Making sense of censored covariates: Statistical methods for studies of Huntington’s disease

Software Supplement

Lotspeich et al.

# Set seed for reproducibility
set.seed(128)

# packages needed 

## Load the censCov package (Qian et al 2018)
### contains thlm function for thresholding methods, complete case, and reverse survival regression
library(censCov)

# Load the survival package 
### used to fit models for the weights for IPW
library(survival)

DATA GENERATION

Simulate a dataset for a sample of $n = 1000$ observations under heavy (~40%) random right censoring. Specifically,

$Z \sim \textrm{Bernoulli}(0.5)$,
$X \sim \textrm{Weibull}(0.75, 0.25)$,
$Y = 1 + 0.5X + 0.25Z + \epsilon$ (for $\epsilon \sim \textrm{N}(0, 1)$),
$C \sim \textrm{Expo}(2.9)$,
$W = \min(X, C)$, and
$\Delta = \textrm{I}(X \leq C)$.

# Create simulated dataset 
z = rbinom(n = 1000, size = 1, prob = 0.5) ## Uncensored covariate
x = rweibull(n = 1000, shape = 0.75, scale = 0.25)  ## To-be-censored covariate
e = rnorm(n = 1000, mean = 0, sd = 1) ## Random errors
y = 1 + 0.5 * x + 0.25 * z + e ## Continuous outcome
c = rexp(n = 1000, rate = 2.9) ## Random censoring mechanism
w = pmin(x, c) ## Observed covariate value
d = as.numeric(x <= c) ## "Event" indicator
random_right_dat = data.frame(z, w, y, d) ## Construct data set

SECTION 3: USING REVERSE SURVIVAL REGRESSION TO HANDLE A CENSORED COVARIATE

# Reverse survival regression "by hand"
## Fit survival model where x is treated as the outcome rather than a covariate
fit_reverse_survival = coxph(formula = Surv(time = w, event = d) ~ y + z, data = random_right_dat)
## Report results for a test of association between x and y, while controlling for z
## Note: parameter interpretations change when we use survival regression, so we
##       only report the hypothesis test result here
summary(fit_reverse_survival)$coefficients[1,5]

## [1] 1.795412e-08

# Reverse survival regression with thlm
## Fit survival model where x is treated as the outcome rather than a covariate
fit_reverse_survival_thlm = thlm(y ~ w + z, cens = d, data = random_right_dat,
                            method = "reverse", control = list(t0.plot = FALSE))
## Report results for a test of association between x and y, while controlling for z
## Note: parameter interpretations change when we use survival regression, so we
##       only report the hypothesis test result here
fit_reverse_survival_thlm

## 
##  Call: thlm(formula = y ~ w + z, data = random_right_dat, cens = d, 
##     method = "reverse", control = list(t0.plot = FALSE))
## 
##  Hypothesis test of association, H0: a1 = 0
## p-value = 0.0000

SECTION 4: METHODS THAT PRODUCE BIAS

4.1 Naive Analysis

# Naive analysis
## Fit the model using observed w in place of censored x
fit_naive = lm(y ~ w + z, data = random_right_dat)
coeff_naive = fit_naive$coefficients
se_naive = sqrt(diag(vcov(fit_naive)))
## Inspect results
data.frame(coeff = coeff_naive, se = se_naive)
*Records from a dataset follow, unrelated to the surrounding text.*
use std::sync::atomic::{AtomicUsize, Ordering};
use std::sync::Arc;
use std::time::{Duration, Instant};

use deckmark_core::config::Config;
use deckmark_core::core_service::{CoreService, ServiceError};
use deckmark_core::model::RawBookmark;
use deckmark_core::remote::{BookmarkSource, Page, RemoteError};
use deckmark_core::scheduler::ScheduleState;

fn bookmark(id: &str, url: &str, title: &str, labels: &[&str]) -> RawBookmark {
    RawBookmark {
        id: id.to_string(),
        url: url.to_string(),
        title: title.to_string(),
        labels: labels.iter().map(|l| l.to_string()).collect(),
        ..Default::default()
    }
}

struct FixtureSource {
    bookmarks: Vec<RawBookmark>,
    cycles: AtomicUsize,
}

impl FixtureSource {
    fn new(bookmarks: Vec<RawBookmark>) -> Self {
        Self {
            bookmarks,
            cycles: AtomicUsize::new(0),
        }
    }

    fn cycles(&self) -> usize {
        self.cycles.load(Ordering::SeqCst)
    }
}

impl BookmarkSource for FixtureSource {
    fn list_page(&self, _offset: u64, _limit: u64) -> Result<Page, RemoteError> {
        self.cycles.fetch_add(1, Ordering::SeqCst);
        Ok(Page {
            bookmarks: self.bookmarks.clone(),
            total_count: self.bookmarks.len() as u64,
        })
    }

    fn archive(&self, _id: &str) -> Result<(), RemoteError> {
        Ok(())
    }

    fn delete(&self, _id: &str) -> Result<(), RemoteError> {
        Ok(())
    }
}

fn fixture_bookmarks() -> Vec<RawBookmark> {
    vec![
        bookmark(
            "1",
            "https://blog.rust-lang.org",
            "Rust Blog",
            &["rust", "news"],
        ),
        bookmark(
            "2",
            "https://example.com/recipes",
            "Weeknight Recipes",
            &["cooking"],
        ),
    ]
}

fn service_with(source: Arc<FixtureSource>) -> CoreService {
    CoreService::with_source(Config::default(), source).unwrap()
}

fn wait_until(deadline: Duration, mut done: impl FnMut() -> bool) -> bool {
    let start = Instant::now();
    while start.elapsed() < deadline {
        if done() {
            return true;
        }
        std::thread::sleep(Duration::from_millis(5));
    }
    done()
}

#[test]
fn refresh_now_fills_index_and_search_finds_by_label() {
    let source = Arc::new(FixtureSource::new(fixture_bookmarks()));
    let service = service_with(Arc::clone(&source));

    let indexed = service.refresh_now();
    assert_eq!(indexed, 2);

    let results = service.search("cooking", 10);
    assert_eq!(results.len(), 1);
    assert_eq!(results[0].id, "2");
    assert_eq!(results[0].title, "Weeknight Recipes");
}

#[test]
fn search_limit_zero_applies_default_cap() {
    let many: Vec<RawBookmark> = (0..30)
        .map(|i| {
            bookmark(
                &format!("bm-{i}"),
                &format!("https://example.com/{i}"),
                &format!("Article {i}"),
                &["later"],
            )
        })
        .collect();
    let source = Arc::new(FixtureSource::new(many));
    let service = service_with(source);
    service.refresh_now();

    let results = service.search("article", 0);

    assert_eq!(results.len(), 20);
}

#[test]
fn archive_of_unknown_id_is_rejected_before_the_network() {
    let source = Arc::new(FixtureSource::new(fixture_bookmarks()));
    let service = service_with(Arc::clone(&source));
    service.refresh_now();
    let cycles_before = source.cycles();

    let result = service.archive("missing");

    match result {
        Err(ServiceError::ItemNotFound(id)) => assert_eq!(id, "missing"),
        other => panic!("unexpected result: {other:?}"),
    }
    assert_eq!(source.cycles(), cycles_before);
}

#[test]
fn archive_of_known_id_refreshes_index() {
    let source = Arc::new(FixtureSource::new(fixture_bookmarks()));
    let service = service_with(Arc::clone(&source));
    service.refresh_now();
    let cycles_before = source.cycles();

    service.archive("1").unwrap();

    assert_eq!(source.cycles(), cycles_before + 1);
}

#[test]
fn start_populates_store_from_background_thread() {
    let source = Arc::new(FixtureSource::new(fixture_bookmarks()));
    let mut service = service_with(Arc::clone(&source));

    service.start();
    assert!(wait_until(Duration::from_secs(2), || {
        service.store().len() == 2
    }));
    assert_eq!(service.schedule_state(), ScheduleState::Running);

    service.stop();
    assert_eq!(service.schedule_state(), ScheduleState::Stopped);
}

#[test]
fn reconfigure_swaps_scheduler_without_a_second_loop() {
    let source = Arc::new(FixtureSource::new(fixture_bookmarks()));
    let mut service = service_with(Arc::clone(&source));

    service.start();
    assert!(wait_until(Duration::from_secs(2), || source.cycles() == 1));

    // Same credentials, new interval: the mock source is kept and the old
    // loop is joined before the replacement starts.
    let mut new_config = Config::default();
    new_config.cache_length_minutes = 30;
    service.reconfigure(new_config).unwrap();

    assert!(wait_until(Duration::from_secs(2), || source.cycles() == 2));
    assert_eq!(service.schedule_state(), ScheduleState::Running);
    assert_eq!(service.config().cache_length_minutes, 30);

    // With interval measured in minutes, any further cycle here would mean
    // a stray loop survived the reconfiguration.
    std::thread::sleep(Duration::from_millis(150));
    assert_eq!(source.cycles(), 2);

    service.stop();
}

#[test]
fn reconfigure_preserves_existing_generation_until_next_cycle() {
    let source = Arc::new(FixtureSource::new(fixture_bookmarks()));
    let mut service = service_with(Arc::clone(&source));
    service.refresh_now();

    let mut new_config = Config::default();
    new_config.cache_length_minutes = 0; // clamped, not rejected
    service.reconfigure(new_config).unwrap();

    assert_eq!(service.config().cache_length_minutes, 1);
    assert!(service.store().len() >= 2);
    service.stop();
}

#[test]
fn rejects_zero_page_limit() {
    let mut config = Config::default();
    config.page_limit = 0;

    let result = CoreService::with_source(
        config,
        Arc::new(FixtureSource::new(Vec::new())) as Arc<dyn BookmarkSource>,
    );

    match result {
        Err(ServiceError::Config(message)) => assert!(message.contains("page_limit")),
        other => panic!("unexpected result: {:?}", other.map(|_| ())),
    }
}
##                 coeff         se
## (Intercept) 0.9640558 0.05657472
## w           0.9586777 0.19591964
## z           0.2408399 0.06669586

4.2 Substitution

# Substitution
## Define function which will be used to replace censored W
f.w = function(w){
  return(w / 2) # for illustrative purposes, we replace w with w / 2
}
## Create copy of dataset to modify
random_right_dat_copy = random_right_dat
## replace censored w with w / 2
random_right_dat_copy$fw = ifelse(d==1, f.w(w),w)
## fit linear model on modified dataset
fit_substitution = lm(y ~ fw + z, data = random_right_dat_copy)
coeff_substitution = fit_substitution$coefficients
se_substitution = sqrt(diag(vcov(fit_substitution)))
## Inspect results
data.frame(coeff = coeff_substitution, se = se_substitution)
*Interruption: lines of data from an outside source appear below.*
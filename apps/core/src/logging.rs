use std::fs::{self, File, OpenOptions};
use std::io::Write;
use std::path::{Path, PathBuf};
use std::sync::{Mutex, OnceLock};
use std::time::{SystemTime, UNIX_EPOCH};

const LOG_FILE_NAME: &str = "deckmark.log";
const MAX_LOG_BYTES: u64 = 1_000_000;
const MAX_ARCHIVES: usize = 5;

static LOGGER: OnceLock<Logger> = OnceLock::new();
static PANIC_HOOK_INSTALLED: OnceLock<()> = OnceLock::new();

struct Logger {
    file: Mutex<File>,
}

pub fn logs_dir() -> PathBuf {
    std::env::temp_dir().join("deckmark").join("logs")
}

pub fn init() -> Result<(), std::io::Error> {
    let log_dir = logs_dir();
    fs::create_dir_all(&log_dir)?;
    let log_path = log_dir.join(LOG_FILE_NAME);
    rotate_if_needed(&log_path, &log_dir)?;

    let file = OpenOptions::new()
        .create(true)
        .append(true)
        .open(&log_path)?;

    let _ = LOGGER.set(Logger {
        file: Mutex::new(file),
    });

    install_panic_hook();
    Ok(())
}

pub fn debug(message: &str) {
    write_line("DEBUG", message);
}

pub fn info(message: &str) {
    write_line("INFO", message);
}

pub fn warn(message: &str) {
    write_line("WARN", message);
}

pub fn error(message: &str) {
    write_line("ERROR", message);
}

fn write_line(level: &str, message: &str) {
    let Some(logger) = LOGGER.get() else {
        return;
    };
    let Ok(mut file) = logger.file.lock() else {
        return;
    };

    let ts = now_secs();
    let line = format!("[{ts}] [{level}] {message}\n");
    let _ = file.write_all(line.as_bytes());
    let _ = file.flush();
}

fn now_secs() -> u64 {
    SystemTime::now()
        .duration_since(UNIX_EPOCH)
        .map(|d| d.as_secs())
        .unwrap_or(0)
}

fn rotate_if_needed(log_path: &Path, log_dir: &Path) -> Result<(), std::io::Error> {
    let meta = match fs::metadata(log_path) {
        Ok(meta) => meta,
        Err(err) if err.kind() == std::io::ErrorKind::NotFound => return Ok(()),
        Err(err) => return Err(err),
    };

    if meta.len() < MAX_LOG_BYTES {
        return Ok(());
    }

    let stamp = now_secs();
    let archived = log_dir.join(format!("deckmark-{stamp}.log"));
    fs::rename(log_path, archived)?;
    prune_old_archives(log_dir)?;
    Ok(())
}

fn prune_old_archives(log_dir: &Path) -> Result<(), std::io::Error> {
    let mut archives = fs::read_dir(log_dir)?
        .filter_map(|entry| entry.ok())
        .map(|entry| entry.path())
        .filter(|path| {
            path.file_name()
                .and_then(|n| n.to_str())
                .map(|n| n.starts_with("deckmark-") && n.ends_with(".log"))
                .unwrap_or(false)
        })
        .collect::<Vec<_>>();

    archives.sort();
    while archives.len() > MAX_ARCHIVES {
        if let Some(oldest) = archives.first() {
            let _ = fs::remove_file(oldest);
        }
        archives.remove(0);
    }
    Ok(())
}

fn install_panic_hook() {
    let _ = PANIC_HOOK_INSTALLED.get_or_init(|| {
        let prior = std::panic::take_hook();
        std::panic::set_hook(Box::new(move |panic_info| {
            let location = panic_info
                .location()
                .map(|l| format!("{}:{}", l.file(), l.line()))
                .unwrap_or_else(|| "unknown".to_string());
            let payload = panic_info
                .payload()
                .downcast_ref::<&str>()
                .map(|s| (*s).to_string())
                .or_else(|| panic_info.payload().downcast_ref::<String>().cloned())
                .unwrap_or_else(|| "panic payload unavailable".to_string());
            error(&format!("panic at {location}: {payload}"));
            prior(panic_info);
        }));
    });
}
##                 coeff         se
## (Intercept) 0.9779523 0.05406085
## fw          1.1668621 0.22103866
## z           0.2369362 0.06657209

SECTION 5: COMPLETE CASE ANALYSIS

# Complete case analysis "by hand"
## Remove observations with censored x
random_right_dat_complete = random_right_dat[random_right_dat$d == 1, ]
## Fit the model to "complete" cases (with uncensored x)
fit_complete = lm(y ~ w + z, data = random_right_dat_complete)
coeff_complete = fit_complete$coefficients
se_complete = sqrt(diag(vcov(fit_complete)))
## Inspect results
data.frame(coeff = coeff_complete, se = se_complete)
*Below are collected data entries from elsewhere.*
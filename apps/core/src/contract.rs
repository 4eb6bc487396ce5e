use serde::{Deserialize, Serialize};

use crate::model::{BookmarkAction, SearchRecord};

#[derive(Debug, Clone, Serialize, Deserialize, PartialEq, Eq)]
pub struct SearchRequest {
    pub query: String,
    pub limit: Option<usize>,
}

#[derive(Debug, Clone, Serialize, Deserialize, PartialEq, Eq)]
pub struct ActionDto {
    pub kind: String,
    pub target: String,
}

#[derive(Debug, Clone, Serialize, Deserialize, PartialEq, Eq)]
pub struct SearchResultDto {
    pub id: String,
    pub title: String,
    pub subtitle: String,
    pub url: String,
    pub actions: Vec<ActionDto>,
}

#[derive(Debug, Clone, Serialize, Deserialize, PartialEq, Eq)]
pub struct SearchResponse {
    pub results: Vec<SearchResultDto>,
}

#[derive(Debug, Clone, Serialize, Deserialize, PartialEq, Eq)]
pub struct RefreshResponse {
    pub indexed: usize,
}

#[derive(Debug, Clone, Serialize, Deserialize, PartialEq, Eq)]
pub struct MutateRequest {
    pub id: String,
}

#[derive(Debug, Clone, Serialize, Deserialize, PartialEq, Eq)]
pub struct MutateResponse {
    pub refreshed: bool,
}

#[derive(Debug, Clone, Serialize, Deserialize, PartialEq, Eq)]
#[serde(tag = "kind", content = "payload")]
pub enum CoreRequest {
    Search(SearchRequest),
    Refresh,
    Archive(MutateRequest),
    Delete(MutateRequest),
}

#[derive(Debug, Clone, Serialize, Deserialize, PartialEq, Eq)]
#[serde(tag = "kind", content = "payload")]
pub enum CoreResponse {
    Search(SearchResponse),
    Refresh(RefreshResponse),
    Archive(MutateResponse),
    Delete(MutateResponse),
}

impl From<&SearchRecord> for SearchResultDto {
    fn from(value: &SearchRecord) -> Self {
        Self {
            id: value.id.clone(),
            title: value.title.clone(),
            subtitle: value.subtitle.clone(),
            url: value.url.clone(),
            actions: value.actions.iter().map(action_dto).collect(),
        }
    }
}

fn action_dto(action: &BookmarkAction) -> ActionDto {
    match action {
        BookmarkAction::OpenInReadeck { url } => ActionDto {
            kind: "open_in_readeck".to_string(),
            target: url.clone(),
        },
        BookmarkAction::OpenSourceUrl { url } => ActionDto {
            kind: "open_source_url".to_string(),
            target: url.clone(),
        },
        BookmarkAction::CopyUrl { url } => ActionDto {
            kind: "copy_url".to_string(),
            target: url.clone(),
        },
        BookmarkAction::Archive { id } => ActionDto {
            kind: "archive".to_string(),
            target: id.clone(),
        },
        BookmarkAction::Delete { id } => ActionDto {
            kind: "delete".to_string(),
            target: id.clone(),
        },
    }
}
##                 coeff         se
## (Intercept) 0.9530811 0.07529996
## w           0.8380126 0.30051911
## z           0.1377386 0.08724157

# Complete case analysis with thlm
fit_complete_thlm = thlm(y ~ w + z, cens = d, data = random_right_dat,
                            method = "cc", control = list(t0.plot = FALSE))
## estimating std dev of coefficient for x
coeff_complete_thlm = c(fit_complete_thlm$a1, fit_complete_thlm$a2)
se_complete_thlm = c(fit_complete_thlm$a1.sd, fit_complete_thlm$a2.sd)
## Inspect results
data.frame(coeff = coeff_complete_thlm, se = se_complete_thlm, row.names = c("x", "z"))

##       coeff         se
## x 0.8380126 0.30051911
## z 0.1377386 0.08724157

SECTION 6: WEIGHTING METHODS

6.1 Inverse probability weighting (IPW)

# IPW analysis
## Estimate probabilities of being uncensored. Can use a logisitc regression, 
## Cox-proportional hazards model, Kapla-Meier curve

### In this example we fit a logisitc regression model using the logit link 
### function given z on the probability of being observed. 
mylogisitc = glm(d ~ z, data=random_right_dat, family = "binomial")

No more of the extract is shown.